Assignment: Your answer should consist only of the lines below from the one with "to executed results." through the one with "succeeds also drops", copied exactly.
Supplied data: Begin
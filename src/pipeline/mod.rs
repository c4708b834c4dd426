//! Query Pipeline
//!
//! Tracks one question from text to generated SQL to executed results.
//!
//! # Stages
//! `Idle -> Generating -> Generated -> Executing -> Executed`
//!
//! The stable stages are derived from the data held (no query, a query, a
//! query with results); the in-flight stages from outstanding tickets. A
//! failed request therefore falls back to whatever stable stage the data
//! still describes, and the question text is never lost.
//!
//! # Superseding
//! Each request is issued a ticket. Starting a newer request of the same kind,
//! starting a generation (which invalidates any execution), or resetting the
//! pipeline makes older tickets stale; a stale response is rejected with
//! `Superseded` and changes nothing. A generation that succeeds also drops
//! rows and executions from while it was in flight, so results never outlive
//! the query they came from.

use serde::Serialize;
use tracing::{debug, info};

use crate::error::{ClientError, Result};
use crate::service::{ExecuteOutcome, GenerateOutcome, Row};

pub mod validate;

pub use validate::{validate_query_text, validate_question};

/// Where the current question is in its lifecycle
#[derive(Debug, Clone, Copy, PartialEq, Eq, Serialize)]
#[serde(rename_all = "lowercase")]
pub enum PipelineStage {
    Idle,
    Generating,
    Generated,
    Executing,
    Executed,
}

impl PipelineStage {
    #[must_use]
    pub const fn as_str(&self) -> &'static str {
        match self {
            Self::Idle => "idle",
            Self::Generating => "generating",
            Self::Generated => "generated",
            Self::Executing => "executing",
            Self::Executed => "executed",
        }
    }
}

impl std::fmt::Display for PipelineStage {
    fn fmt(&self, f: &mut std::fmt::Formatter<'_>) -> std::fmt::Result {
        write!(f, "{}", self.as_str())
    }
}

/// The question being asked and the SQL generated for it
#[derive(Debug, Clone, Default, PartialEq, Eq, Serialize)]
pub struct QueryDraft {
    pub question: String,
    pub generated_query: Option<String>,
}

/// Rows returned by one execution
#[derive(Debug, Clone, Default, PartialEq, Serialize)]
pub struct ResultSet {
    /// Table the backend says the rows came from
    pub source_table: Option<String>,
    pub rows: Vec<Row>,
}

impl ResultSet {
    #[must_use]
    pub fn new(rows: Vec<Row>, source_table: Option<String>) -> Self {
        Self { source_table, rows }
    }

    /// Column headers, taken from the first record
    #[must_use]
    pub fn columns(&self) -> Vec<&str> {
        self.rows
            .first()
            .map(|row| row.keys().map(String::as_str).collect())
            .unwrap_or_default()
    }

    #[must_use]
    pub fn len(&self) -> usize {
        self.rows.len()
    }

    #[must_use]
    pub fn is_empty(&self) -> bool {
        self.rows.is_empty()
    }
}

/// Proof that a generation was started; hand it back with the response
#[derive(Debug)]
#[must_use = "a started generation must be finished or it stays in flight"]
pub struct GenerateTicket {
    epoch: u64,
    question: String,
}

impl GenerateTicket {
    #[must_use]
    pub fn question(&self) -> &str {
        &self.question
    }
}

/// Proof that an execution was started; hand it back with the response
#[derive(Debug)]
#[must_use = "a started execution must be finished or it stays in flight"]
pub struct ExecuteTicket {
    epoch: u64,
    sql: String,
}

impl ExecuteTicket {
    #[must_use]
    pub fn sql(&self) -> &str {
        &self.sql
    }
}

/// Per-question state: draft, results, and in-flight requests
#[derive(Debug, Default)]
pub struct QueryPipeline {
    draft: QueryDraft,
    results: Option<ResultSet>,
    generate_epoch: u64,
    execute_epoch: u64,
    pending_generate: Option<u64>,
    pending_execute: Option<u64>,
}

impl QueryPipeline {
    #[must_use]
    pub fn new() -> Self {
        Self::default()
    }

    #[must_use]
    pub fn draft(&self) -> &QueryDraft {
        &self.draft
    }

    #[must_use]
    pub fn question(&self) -> &str {
        &self.draft.question
    }

    #[must_use]
    pub fn generated_query(&self) -> Option<&str> {
        self.draft.generated_query.as_deref()
    }

    /// `None` until a query has executed; `Some` with no rows after an
    /// execution that matched nothing
    #[must_use]
    pub fn results(&self) -> Option<&ResultSet> {
        self.results.as_ref()
    }

    #[must_use]
    pub fn stage(&self) -> PipelineStage {
        if self.pending_generate.is_some() {
            PipelineStage::Generating
        } else if self.pending_execute.is_some() {
            PipelineStage::Executing
        } else if self.results.is_some() {
            PipelineStage::Executed
        } else if self.draft.generated_query.is_some() {
            PipelineStage::Generated
        } else {
            PipelineStage::Idle
        }
    }

    /// Replace the question text without touching the generated query
    pub fn set_question(&mut self, question: impl Into<String>) {
        self.draft.question = question.into();
    }

    /// Start generating SQL for `question`
    ///
    /// Clears the current results right away: whatever the new generation
    /// returns, the old rows no longer match what is on screen.
    pub fn begin_generate(&mut self, question: &str) -> Result<GenerateTicket> {
        self.draft.question = question.to_string();
        self.results = None;
        self.execute_epoch += 1;
        self.pending_execute = None;

        let question = validate_question(question)?.to_string();
        self.generate_epoch += 1;
        self.pending_generate = Some(self.generate_epoch);

        debug!(epoch = self.generate_epoch, "generation started");
        Ok(GenerateTicket { epoch: self.generate_epoch, question })
    }

    /// Apply the response to a generation started with `begin_generate`
    ///
    /// On success returns the generated SQL. On failure the previously
    /// generated query, if any, is kept.
    pub fn finish_generate(
        &mut self,
        ticket: GenerateTicket,
        response: Result<GenerateOutcome>,
    ) -> Result<String> {
        if self.pending_generate != Some(ticket.epoch) {
            debug!(epoch = ticket.epoch, "discarding stale generation response");
            return Err(ClientError::superseded("generate"));
        }
        self.pending_generate = None;

        let outcome = response?;
        if !outcome.success {
            return Err(ClientError::logical(
                outcome.message.unwrap_or_else(|| "SQL generation failed".to_string()),
            ));
        }

        match outcome.sql.filter(|sql| !sql.trim().is_empty()) {
            Some(sql) => {
                info!("SQL generated");
                // Rows from anything executed meanwhile belong to the old query
                self.results = None;
                self.execute_epoch += 1;
                self.pending_execute = None;
                self.draft.generated_query = Some(sql.clone());
                Ok(sql)
            }
            None => Err(ClientError::logical("Backend returned no SQL")),
        }
    }

    /// Start executing `sql`
    ///
    /// Empty or comment-only text fails here without a request.
    pub fn begin_execute(&mut self, sql: &str) -> Result<ExecuteTicket> {
        let sql = validate_query_text(sql)?.to_string();

        self.execute_epoch += 1;
        self.pending_execute = Some(self.execute_epoch);

        debug!(epoch = self.execute_epoch, "execution started");
        Ok(ExecuteTicket { epoch: self.execute_epoch, sql })
    }

    /// Apply the response to an execution started with `begin_execute`
    ///
    /// On success the results are replaced and the executed SQL becomes the
    /// current query. On failure the previous results are kept.
    pub fn finish_execute(
        &mut self,
        ticket: ExecuteTicket,
        response: Result<ExecuteOutcome>,
    ) -> Result<&ResultSet> {
        if self.pending_execute != Some(ticket.epoch) {
            debug!(epoch = ticket.epoch, "discarding stale execution response");
            return Err(ClientError::superseded("execute"));
        }
        self.pending_execute = None;

        let outcome = response?;
        if !outcome.success {
            return Err(ClientError::logical(
                outcome.message.unwrap_or_else(|| "Execution failed".to_string()),
            ));
        }

        info!(rows = outcome.results.len(), "query executed");
        self.draft.generated_query = Some(ticket.sql);
        Ok(&*self.results.insert(ResultSet::new(outcome.results, outcome.table)))
    }

    /// Forget the draft and results and invalidate anything in flight
    pub fn reset(&mut self) {
        self.draft = QueryDraft::default();
        self.results = None;
        self.generate_epoch += 1;
        self.execute_epoch += 1;
        self.pending_generate = None;
        self.pending_execute = None;
    }
}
Supplied data: End
Result of the exercise:
//! Tracks one question from text to generated SQL to executed results.
//!
//! # Stages
//! `Idle -> Generating -> Generated -> Executing -> Executed`
//!
//! The stable stages are derived from the data held (no query, a query, a
//! query with results); the in-flight stages from outstanding tickets. A
//! failed request therefore falls back to whatever stable stage the data
//! still describes, and the question text is never lost.
//!
//! # Superseding
//! Each request is issued a ticket. Starting a newer request of the same kind,
//! starting a generation (which invalidates any execution), or resetting the
//! pipeline makes older tickets stale; a stale response is rejected with
//! `Superseded` and changes nothing. A generation that succeeds also drops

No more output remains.